All of these facts can be found on the Wikipedia pages for the languages listed above, and more or less all other programming languages in existence have similar information linked to them—even ML, the MetaLanguage.
Here’s a random thought, maybe only remotely related to this. Since the file extension for Julia source code is .jl, why not reinterpret those two letters to signify one of the defining features of Julia — JIT compiler on top of LLVM?
Welcome, @Jason_Smith, I believe this is still official from Wikipedia (I’m not sure why people don’t look up, by now, there):
in April 2012, Karpinski said of the name “Julia”: “There’s no good reason, really. It just seemed like a pretty name.”

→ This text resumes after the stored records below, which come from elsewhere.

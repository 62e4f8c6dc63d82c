use thiserror::Error;

/// Call-level failure of an optimization request. Raised before any
/// partitioning or tour work starts.
#[derive(Debug, Clone, PartialEq, Error)]
pub enum OptimizeError {
    #[error("invalid input: {0}")]
    InvalidInput(String),
}

impl OptimizeError {
    pub fn invalid_input(message: impl Into<String>) -> Self {
        Self::InvalidInput(message.into())
    }

    /// Stable machine-readable category, used in error responses.
    pub fn kind(&self) -> &'static str {
        match self {
            OptimizeError::InvalidInput(_) => "invalid_input",
        }
    }
}

/// The path renderer could not produce geometry for one segment.
///
/// The optimizer treats this as recoverable: the segment is dropped and the
/// route is still returned.
#[derive(Debug, Clone, PartialEq, Error)]
pub enum RouteUnavailable {
    #[error("network error: {0}")]
    Network(String),
    #[error("routing service returned status {0}")]
    Status(u16),
    #[error("malformed routing response: {0}")]
    Malformed(String),
    #[error("no route found: {0}")]
    NoRoute(String),
}

#[derive(Debug, Clone, PartialEq, Error)]
pub enum ConfigError {
    #[error("{name} has invalid value {value:?}: {reason}")]
    InvalidValue {
        name: &'static str,
        value: String,
        reason: String,
    },
}

impl ConfigError {
    pub fn invalid(name: &'static str, value: impl Into<String>, reason: impl Into<String>) -> Self {
        Self::InvalidValue {
            name,
            value: value.into(),
            reason: reason.into(),
        }
    }
}
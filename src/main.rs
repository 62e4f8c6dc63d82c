use route_planner::routing::models::{ErrorResponse, OptimizeRequest, RoutesResponse};
use route_planner::{build_optimizer, logging, Config, OptimizeError, Overrides};
use std::process::ExitCode;
use tokio::io::AsyncReadExt;
use tracing::{error, info};

// Reads an optimization request (JSON) from the file given as the first
// argument, or from stdin, and prints the routes as JSON on stdout.
#[tokio::main]
async fn main() -> ExitCode {
    dotenv::dotenv().ok();
    let _guard = logging::init();

    let config = match Config::from_env() {
        Ok(c) => c,
        Err(e) => {
            error!(error = %e, "Invalid configuration");
            return ExitCode::from(2);
        }
    };

    let input = match read_input(std::env::args().nth(1)).await {
        Ok(s) => s,
        Err(e) => {
            error!(error = %e, "Failed to read request");
            return ExitCode::from(2);
        }
    };

    let optimizer = match build_optimizer(&config) {
        Ok(o) => o,
        Err(e) => {
            error!(error = %e, "Failed to build OSRM client");
            return ExitCode::FAILURE;
        }
    };

    info!(
        render_paths = config.render_paths,
        osrm_url     = %config.osrm_url,
        "Starting route optimization"
    );

    let result = async {
        let request: OptimizeRequest = serde_json::from_str(&input)
            .map_err(|e| OptimizeError::invalid_input(format!("request body: {e}")))?;
        let points = request.points()?;
        let overrides = Overrides {
            depot: request.depot,
            capacity: request.capacity,
        };
        optimizer.optimize_with(&points, overrides).await
    }
    .await;

    let (body, code) = match result {
        Ok(routes) => (
            serde_json::to_string_pretty(&RoutesResponse::from(routes.as_slice())),
            ExitCode::SUCCESS,
        ),
        Err(e) => {
            error!(kind = e.kind(), error = %e, "Route optimization failed");
            (
                serde_json::to_string_pretty(&ErrorResponse::from(&e)),
                ExitCode::FAILURE,
            )
        }
    };

    match body {
        Ok(json) => {
            println!("{json}");
            code
        }
        Err(e) => {
            error!(error = %e, "Failed to encode response");
            ExitCode::FAILURE
        }
    }
}

async fn read_input(path: Option<String>) -> std::io::Result<String> {
    match path {
        Some(path) => tokio::fs::read_to_string(path).await,
        None => {
            let mut buf = String::new();
            tokio::io::stdin().read_to_string(&mut buf).await?;
            Ok(buf)
        }
    }
}
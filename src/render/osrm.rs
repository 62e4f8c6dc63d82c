//! Client for the OSRM `route` service.
//!
//! OSRM speaks `[longitude, latitude]`; everything leaving this module is
//! `[latitude, longitude]`.

use super::PathRenderer;
use crate::error::RouteUnavailable;
use crate::geo::Coordinate;
use async_trait::async_trait;
use serde::Deserialize;
use std::time::Duration;

pub const DEFAULT_OSRM_URL: &str = "http://router.project-osrm.org";
pub const DEFAULT_PROFILE: &str = "driving";

#[derive(Debug, Deserialize)]
struct OsrmResponse {
    code: String,
    #[serde(default)]
    message: Option<String>,
    #[serde(default)]
    routes: Vec<OsrmRoute>,
}

#[derive(Debug, Deserialize)]
struct OsrmRoute {
    geometry: OsrmGeometry,
}

#[derive(Debug, Deserialize)]
struct OsrmGeometry {
    coordinates: Vec<[f64; 2]>,
}

#[derive(Debug, Clone)]
pub struct OsrmClient {
    http: reqwest::Client,
    base_url: String,
    profile: String,
}

impl OsrmClient {
    pub fn new(base_url: impl Into<String>, timeout: Duration) -> Result<Self, RouteUnavailable> {
        let http = reqwest::Client::builder()
            .timeout(timeout)
            .user_agent(concat!("route-planner/", env!("CARGO_PKG_VERSION")))
            .build()
            .map_err(|e| RouteUnavailable::Network(e.to_string()))?;

        Ok(Self::with_client(http, base_url))
    }

    pub fn with_client(http: reqwest::Client, base_url: impl Into<String>) -> Self {
        Self {
            http,
            base_url: base_url.into().trim_end_matches('/').to_string(),
            profile: DEFAULT_PROFILE.to_string(),
        }
    }

    pub fn with_profile(mut self, profile: impl Into<String>) -> Self {
        self.profile = profile.into();
        self
    }

    pub fn route_url(&self, start: Coordinate, end: Coordinate) -> String {
        format!(
            "{}/route/v1/{}/{},{};{},{}?overview=full&geometries=geojson",
            self.base_url, self.profile, start.lng, start.lat, end.lng, end.lat
        )
    }
}

#[async_trait]
impl PathRenderer for OsrmClient {
    async fn render(
        &self,
        start: Coordinate,
        end: Coordinate,
    ) -> Result<Vec<Coordinate>, RouteUnavailable> {
        let url = self.route_url(start, end);

        let resp = self.http.get(&url).send().await.map_err(|e| {
            tracing::debug!(url = %url, error = %e, "OSRM request failed");
            RouteUnavailable::Network(e.to_string())
        })?;

        let status = resp.status();
        if !status.is_success() {
            return Err(RouteUnavailable::Status(status.as_u16()));
        }

        let body: OsrmResponse = resp
            .json()
            .await
            .map_err(|e| RouteUnavailable::Malformed(e.to_string()))?;

        if body.code != "Ok" {
            return Err(RouteUnavailable::NoRoute(
                body.message.unwrap_or(body.code),
            ));
        }

        let route = body
            .routes
            .into_iter()
            .next()
            .ok_or_else(|| RouteUnavailable::NoRoute("response contained no routes".to_string()))?;

        Ok(route
            .geometry
            .coordinates
            .into_iter()
            .map(|[lng, lat]| Coordinate::new(lat, lng))
            .collect())
    }
}
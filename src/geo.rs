use serde::{Deserialize, Serialize};
use std::fmt;

/// Mean Earth radius in kilometres.
pub const EARTH_RADIUS_KM: f64 = 6371.0;

/// A latitude/longitude pair in degrees.
///
/// Serialized as a two-element array `[lat, lng]`, which is the shape map
/// front-ends consume directly.
#[derive(Debug, Clone, Copy, PartialEq, Serialize, Deserialize)]
#[serde(from = "[f64; 2]", into = "[f64; 2]")]
pub struct Coordinate {
    pub lat: f64,
    pub lng: f64,
}

impl Coordinate {
    pub const fn new(lat: f64, lng: f64) -> Self {
        Self { lat, lng }
    }

    /// Checks that both components are finite and inside the valid
    /// latitude/longitude ranges.
    pub fn validate(&self) -> Result<(), String> {
        if !self.lat.is_finite() || !self.lng.is_finite() {
            return Err(format!("{self} is not a finite coordinate"));
        }
        if !(-90.0..=90.0).contains(&self.lat) {
            return Err(format!("latitude {} is outside [-90, 90]", self.lat));
        }
        if !(-180.0..=180.0).contains(&self.lng) {
            return Err(format!("longitude {} is outside [-180, 180]", self.lng));
        }
        Ok(())
    }

    pub fn is_valid(&self) -> bool {
        self.validate().is_ok()
    }

    pub fn distance_to(&self, other: &Coordinate) -> f64 {
        distance(*self, *other)
    }
}

impl From<[f64; 2]> for Coordinate {
    fn from([lat, lng]: [f64; 2]) -> Self {
        Self { lat, lng }
    }
}

impl From<Coordinate> for [f64; 2] {
    fn from(c: Coordinate) -> Self {
        [c.lat, c.lng]
    }
}

impl From<(f64, f64)> for Coordinate {
    fn from((lat, lng): (f64, f64)) -> Self {
        Self { lat, lng }
    }
}

impl fmt::Display for Coordinate {
    fn fmt(&self, f: &mut fmt::Formatter<'_>) -> fmt::Result {
        write!(f, "({}, {})", self.lat, self.lng)
    }
}

/// Great-circle distance between two coordinates in kilometres (haversine).
///
/// NaN components propagate into the result.
pub fn distance(a: Coordinate, b: Coordinate) -> f64 {
    let lat1 = a.lat.to_radians();
    let lat2 = b.lat.to_radians();
    let dlat = (b.lat - a.lat).to_radians();
    let dlng = (b.lng - a.lng).to_radians();

    let h = (dlat / 2.0).sin().powi(2) + lat1.cos() * lat2.cos() * (dlng / 2.0).sin().powi(2);
    // rounding can push h a hair above 1 for near-antipodal points
    let h = if h > 1.0 { 1.0 } else { h };
    let c = 2.0 * h.sqrt().atan2((1.0 - h).sqrt());

    EARTH_RADIUS_KM * c
}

Jeff is also a co-designer of Julia, and only in 2021 he wrote (that’s also quoted on Julia’s Wikipedia page):
Maybe julia stands for “Jeff’s uncommon lisp is automated”?
I feel like the latter is a joke, a fairly elaborate one (you have to know of the Lisp language, and maybe Jeff’s other language FemtoLisp, a Scheme/Lisp variant, which is actually also included in Julia for its parser), but you can’t state that on Wikipedia.
I at least feel the “Maybe” crucial, and “it is” to be avoided. I realized you used the word “reconned”, but I wasn’t sure how known that word is, not being a native speaker, so I checked. It’s from 2003 (or earlier), a comic book term (short for short for “retroactive + continuity” from 1983 book or earlier).